WORK TO COMPLETE - Report each line of the data below in which "CalcError" appears.

Dataset entries:
=== Section Start ===

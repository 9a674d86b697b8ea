//! # Calculation Settings
//!
//! Constants the formulas depend on but which a shop may want to tune: unit
//! prices for the cost estimate, the varnish coverage yield, and the values
//! given to a freshly added layer.
//!
//! Every section has a built-in default, so an empty TOML file (or no file at
//! all) reproduces the stock behavior:
//!
//! ```toml
//! [pricing]
//! resin_per_kg = 45.0
//! varnish_per_liter = 80.0
//! currency = "$"
//!
//! [varnish]
//! ml_per_m2 = 94.625   # 3785 mL per gallon / 40 m² per coat
//!
//! [defaults]
//! thickness = 1.0
//! consumption_rate = 1000.0
//! ```

use std::fs;
use std::path::Path;

use serde::{Deserialize, Serialize};
use tracing::{debug, warn};

use crate::errors::{CalcError, CalcResult};

/// Milliliters in one US gallon
pub const GALLON_ML: f64 = 3785.0;

/// Square meters one gallon of varnish covers per coat
pub const GALLON_COVERAGE_M2: f64 = 40.0;

/// Root settings object.
#[derive(Debug, Clone, PartialEq, Default, Serialize, Deserialize)]
#[serde(default)]
pub struct CalcSettings {
    pub pricing: Pricing,
    pub varnish: VarnishYield,
    pub defaults: LayerDefaults,
}

/// Unit prices used by the cost estimate.
#[derive(Debug, Clone, PartialEq, Serialize, Deserialize)]
#[serde(default)]
pub struct Pricing {
    /// Price of one kilogram of mixed resin
    pub resin_per_kg: f64,

    /// Price of one liter of varnish
    pub varnish_per_liter: f64,

    /// Currency symbol for display only
    pub currency: String,
}

impl Default for Pricing {
    fn default() -> Self {
        Pricing {
            resin_per_kg: 45.0,
            varnish_per_liter: 80.0,
            currency: "$".to_string(),
        }
    }
}

/// Varnish coverage: milliliters needed per square meter per coat.
#[derive(Debug, Clone, PartialEq, Serialize, Deserialize)]
#[serde(default)]
pub struct VarnishYield {
    pub ml_per_m2: f64,
}

impl Default for VarnishYield {
    fn default() -> Self {
        VarnishYield {
            ml_per_m2: GALLON_ML / GALLON_COVERAGE_M2,
        }
    }
}

/// Field values for a layer created by "add layer".
#[derive(Debug, Clone, PartialEq, Serialize, Deserialize)]
#[serde(default)]
pub struct LayerDefaults {
    /// Thickness in mm
    pub thickness: f64,

    /// Resin consumption in g per m² per mm
    pub consumption_rate: f64,
}

impl Default for LayerDefaults {
    fn default() -> Self {
        LayerDefaults {
            thickness: 1.0,
            consumption_rate: 1000.0,
        }
    }
}

impl CalcSettings {
    /// Parse settings from TOML text. Missing keys keep their defaults.
    pub fn from_toml_str(raw: &str) -> CalcResult<Self> {
        let settings: CalcSettings = toml::from_str(raw).map_err(CalcError::serialization)?;
        Ok(settings.sanitized())
    }

    /// Load settings from a TOML file.
    pub fn load(path: &Path) -> CalcResult<Self> {
        let raw = fs::read_to_string(path)
            .map_err(|e| CalcError::file_error("read settings", path.display().to_string(), e.to_string()))?;
        let settings = Self::from_toml_str(&raw)?;
        debug!(path = %path.display(), "loaded settings");
        Ok(settings)
    }

    /// Load settings from `path` when given, otherwise use the defaults.
    pub fn load_or_default(path: Option<&Path>) -> CalcResult<Self> {
        match path {
            Some(path) => Self::load(path),
            None => Ok(Self::default()),
        }
    }

    /// Replace negative or non-finite numbers with their defaults.
    fn sanitized(mut self) -> Self {
        let stock = CalcSettings::default();
        fix_value(&mut self.pricing.resin_per_kg, stock.pricing.resin_per_kg, "pricing.resin_per_kg");
        fix_value(
            &mut self.pricing.varnish_per_liter,
            stock.pricing.varnish_per_liter,
            "pricing.varnish_per_liter",
        );
        fix_value(&mut self.varnish.ml_per_m2, stock.varnish.ml_per_m2, "varnish.ml_per_m2");
        fix_value(&mut self.defaults.thickness, stock.defaults.thickness, "defaults.thickness");
        fix_value(
            &mut self.defaults.consumption_rate,
            stock.defaults.consumption_rate,
            "defaults.consumption_rate",
        );
        self
    }
}

fn fix_value(value: &mut f64, fallback: f64, key: &str) {
    if !value.is_finite() || *value < 0.0 {
        warn!(key, value = *value, fallback, "ignoring out-of-range setting");
        *value = fallback;
    }
}
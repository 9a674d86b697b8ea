//! # Mix Calculations
//!
//! Pure functions over a snapshot of the layer stack and the surface area.
//! Nothing here holds state or caches: callers recompute on every change,
//! which is cheap at the scale of a coating stack (tens of layers at most).
//!
//! - [`mix`] - per-layer quantities (resin weights, varnish volume)
//! - [`totals`] - project totals and cost estimate
//!
//! ## Example
//!
//! ```rust
//! use calc_core::calculations::{mix, totals};
//! use calc_core::layers::Layer;
//! use calc_core::ratio::MixRatio;
//! use calc_core::settings::CalcSettings;
//! use calc_core::units::SqMeters;
//!
//! let settings = CalcSettings::default();
//! let layers = vec![Layer::resin("Base coat", 1.0, 1000.0, MixRatio::new(2, 1))];
//!
//! let result = mix::calculate(&layers[0], SqMeters(12.0), &settings.varnish);
//! assert_eq!(result.resin().unwrap().component_a.value(), 8000.0);
//!
//! let summary = totals::aggregate(&layers, SqMeters(12.0), &settings);
//! assert_eq!(summary.total_resin_mass.value(), 12000.0);
//! ```

pub mod mix;
pub mod totals;

pub use mix::{ColorMix, LayerMix, ResinMix, VarnishMix};
pub use totals::{Breakdown, LayerBreakdown, ProjectTotals};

=== Section End ===

COMPLETED EXERCISE -
use crate::errors::{CalcError, CalcResult};
        let settings: CalcSettings = toml::from_str(raw).map_err(CalcError::serialization)?;
            .map_err(|e| CalcError::file_error("read settings", path.display().to_string(), e.to_string()))?;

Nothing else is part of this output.